Un mémorial de l'esclavage en Tanzanie
L’Organisation des Nations-Unies (ONU) a reconnu, à travers une résolution adoptée le mercredi 25 mars, la traite négrière transatlantique comme le « crime le plus grave contre l’humanité.» Le vote a révélé de grandes dissensions entre les États membres de l’organisation mais constitue une victoire d’étape pour le continent africain.
Par Yaniss Pognon
Le texte de la résolution soutenu par 123 États, s’inscrit dans une dynamique portée par le Ghana et appuyée par l’Union africaine en faveur d’une reconnaissance accrue des injustices historiques.
Même si cette résolution n’a pas de valeur juridiquement contraignante, elle revêt une importance majeure sur le plan politique.
Elle relance le débat sur la traite négrière qui inclut les préoccupations d’ordre pécuniaire, notamment les réparations de cette injustice transcontinentale.
La résolution cristallise à nouveau l’attention du monde entier sur l’esclavage, ce crime qui continue de se manifester de à travers des inégalités raciales et les dynamiques néocoloniales.
La résolution a mis en lumière de profondes divisions entre les États membres de l’organisation.
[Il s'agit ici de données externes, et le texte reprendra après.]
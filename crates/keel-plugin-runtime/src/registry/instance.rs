//! A loaded plugin and its bookkeeping

use crate::context::PluginContext;
use crate::error::{Result, RuntimeError};
use crate::loader::{LoadInfo, PluginObject};
use chrono::{DateTime, Utc};
use keel_plugin_api::{PluginMetadata, PluginState};
use parking_lot::{Mutex, RwLock};
use serde::Serialize;
use std::collections::BTreeSet;
use std::fmt;
use std::sync::Arc;
use std::time::Duration;
use tracing::debug;

/// Per-instance counters
#[derive(Debug, Clone, Serialize)]
pub struct PluginStats {
    /// When the instance finished loading
    pub loaded_at: DateTime<Utc>,
    /// When the instance last became active
    pub started_at: Option<DateTime<Utc>>,
    /// Completed `update` calls
    pub update_count: u64,
    /// Time spent in `update`
    #[serde(with = "humantime_serde")]
    pub total_update_time: Duration,
    /// Duration of the most recent `update`
    #[serde(with = "humantime_serde")]
    pub last_update_time: Duration,
    /// Failed hooks and escalations
    pub error_count: u64,
    /// Most recent failure
    pub last_error: Option<String>,
}

impl PluginStats {
    fn new(loaded_at: DateTime<Utc>) -> Self {
        Self {
            loaded_at,
            started_at: None,
            update_count: 0,
            total_update_time: Duration::ZERO,
            last_update_time: Duration::ZERO,
            error_count: 0,
            last_error: None,
        }
    }

    /// Mean `update` duration
    pub fn average_update_time(&self) -> Duration {
        match u32::try_from(self.update_count) {
            Ok(0) => Duration::ZERO,
            Ok(count) => self.total_update_time / count,
            Err(_) => Duration::from_nanos(
                (self.total_update_time.as_nanos() / u128::from(self.update_count)) as u64,
            ),
        }
    }
}

/// A plugin owned by the registry.
///
/// Only the registry changes the lifecycle state; everything else reads it.
pub struct PluginInstance {
    metadata: PluginMetadata,
    pub(crate) object: tokio::sync::Mutex<Option<PluginObject>>,
    context: Arc<PluginContext>,
    load_info: Mutex<LoadInfo>,
    state: RwLock<PluginState>,
    dependents: RwLock<BTreeSet<String>>,
    stats: Mutex<PluginStats>,
}

impl PluginInstance {
    /// New instance in `Loading`; the registry installs the object
    pub(crate) fn new(load_info: LoadInfo, context: Arc<PluginContext>) -> Self {
        Self {
            metadata: load_info.metadata.clone(),
            object: tokio::sync::Mutex::new(None),
            context,
            stats: Mutex::new(PluginStats::new(load_info.loaded_at)),
            load_info: Mutex::new(load_info),
            state: RwLock::new(PluginState::Loading),
            dependents: RwLock::new(BTreeSet::new()),
        }
    }

    /// Plugin name
    pub fn name(&self) -> &str {
        &self.metadata.name
    }

    /// Validated metadata
    pub fn metadata(&self) -> &PluginMetadata {
        &self.metadata
    }

    /// Current lifecycle state
    pub fn state(&self) -> PluginState {
        *self.state.read()
    }

    /// The plugin's context
    pub fn context(&self) -> &Arc<PluginContext> {
        &self.context
    }

    /// Copy of the load information
    pub fn load_info(&self) -> LoadInfo {
        self.load_info.lock().clone()
    }

    /// Loaded plugins that depend on this one
    pub fn dependents(&self) -> Vec<String> {
        self.dependents.read().iter().cloned().collect()
    }

    /// Counter snapshot
    pub fn stats(&self) -> PluginStats {
        self.stats.lock().clone()
    }

    pub(crate) fn transition(&self, next: PluginState) -> Result<PluginState> {
        let mut state = self.state.write();
        let current = *state;
        if !current.can_transition_to(next) {
            return Err(RuntimeError::invalid_state(
                &self.metadata.name,
                current,
                transition_name(next),
            ));
        }
        *state = next;
        debug!(plugin = %self.metadata.name, from = %current, to = %next, "State transition");
        Ok(current)
    }

    pub(crate) fn replace_load_info(&self, info: LoadInfo) -> LoadInfo {
        self.stats.lock().loaded_at = info.loaded_at;
        std::mem::replace(&mut *self.load_info.lock(), info)
    }

    /// Live references to the native module beyond this instance's own
    pub(crate) fn foreign_references(&self) -> usize {
        self.load_info
            .lock()
            .module
            .as_ref()
            .map_or(0, |module| module.reference_count().saturating_sub(2))
    }

    pub(crate) fn add_dependent(&self, name: &str) {
        self.dependents.write().insert(name.to_string());
    }

    pub(crate) fn remove_dependent(&self, name: &str) {
        self.dependents.write().remove(name);
    }

    pub(crate) fn mark_started(&self) {
        self.stats.lock().started_at = Some(Utc::now());
    }

    pub(crate) fn record_update(&self, elapsed: Duration) {
        let mut stats = self.stats.lock();
        stats.update_count += 1;
        stats.total_update_time += elapsed;
        stats.last_update_time = elapsed;
    }

    pub(crate) fn record_error(&self, error: impl fmt::Display) {
        let mut stats = self.stats.lock();
        stats.error_count += 1;
        stats.last_error = Some(error.to_string());
    }
}

fn transition_name(next: PluginState) -> &'static str {
    match next {
        PluginState::Unloaded => "finish unloading",
        PluginState::Loading => "load",
        PluginState::Loaded => "finish loading",
        PluginState::Initializing => "initialize",
        PluginState::Active => "activate",
        PluginState::Paused => "pause",
        PluginState::ShuttingDown => "stop",
        PluginState::Unloading => "unload",
        PluginState::Error => "fail",
    }
}

impl fmt::Debug for PluginInstance {
    fn fmt(&self, f: &mut fmt::Formatter<'_>) -> fmt::Result {
        f.debug_struct("PluginInstance")
            .field("name", &self.metadata.name)
            .field("version", &self.metadata.version)
            .field("state", &self.state())
            .field("dependents", &*self.dependents.read())
            .finish()
    }
}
Trois pays, dont les États-Unis et Israël, ont voté contre, tandis que 52 autres pays, au nombre desquels le Royaume-Uni et les membres de l’Union européenne, se sont abstenus.
Pour les États-Unis leur opposition tient au fait à la reconnaissance d’un droit légal à réparation pour des faits qui n’étaient pas considérés comme illégaux à l’époque où ils étaient commis.
Les pays européens, quant à eux, craignent une possible hiérarchisation des crimes contre l’humanité et les implications juridiques pour d’éventuelles réparations.
Il n’empêche que, selon le Président ghanéen John Dramani Mahama, l’adoption du texte constitue « une voie vers la guérison et la justice réparatrice ».
Il a insisté sur la nécessité de préserver la mémoire d’un drame historique qui a vu au moins 12,5 millions d’Africains déportés entre le XVe et le XIXe siècle. « L’adoption de cette résolution sert de garde-fou contre l’oubli », a-t-il insisté.
Samuel Okudzeto Ablakwa, chef de la diplomatie guinéenne a emboîté les pas de son président en analysant cette résolution comme un premier pas vers un cadre de réparations.
Le Secrétaire général de l’ONU, António Guterres, a, de son côté, plaidé pour une action « beaucoup plus audacieuse » afin de corriger les injustices historiques, évoquant des « blessures encore profondes » laissées par des siècles d’exploitation.